(Stored items)
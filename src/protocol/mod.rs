//! Wire protocol
//!
//! A connection moves through [`ProtocolState`]:
//!
//! ```text
//! Startup -> Handshake -> Pump -> Closed
//! ```
//!
//! The producer opens with a [`HandshakeRecord`] and the consumer acknowledges
//! it. After that each [`Message`] travels as one length-prefixed frame (see
//! [`codec`]), processed strictly in receipt order.

pub mod codec;
mod handshake;
mod message;

pub use codec::{Dtype, FrameCodec, FrameDecoder, FRAME_VERSION, MAX_FRAME_LEN};
pub use handshake::{
    Handshake, HandshakeRecord, Negotiated, ProtocolState, ACK_TOKEN, HANDSHAKE_MAGIC,
    HANDSHAKE_VERSION, MAX_CAPACITY,
};
pub use message::{Message, Opcode};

=== ACTION ITEM ===
All of the records must be retyped exactly as they are.

=== ANSWER BOX ===
filename src/protocol/mod.rs
//! Wire protocol
//!
//! A connection moves through [`ProtocolState`]:
//!
//! ```text
//! Startup -> Handshake -> Pump -> Closed
//! ```
//!
//! The producer opens with a [`HandshakeRecord`] and the consumer acknowledges
//! it. After that each [`Message`] travels as one length-prefixed frame (see
//! [`codec`]), processed strictly in receipt order.

pub mod codec;
mod handshake;
mod message;

pub use codec::{Dtype, FrameCodec, FrameDecoder, FRAME_VERSION, MAX_FRAME_LEN};
pub use handshake::{
    Handshake, HandshakeRecord, Negotiated, ProtocolState, ACK_TOKEN, HANDSHAKE_MAGIC,
    HANDSHAKE_VERSION, MAX_CAPACITY,
};
pub use message::{Message, Opcode};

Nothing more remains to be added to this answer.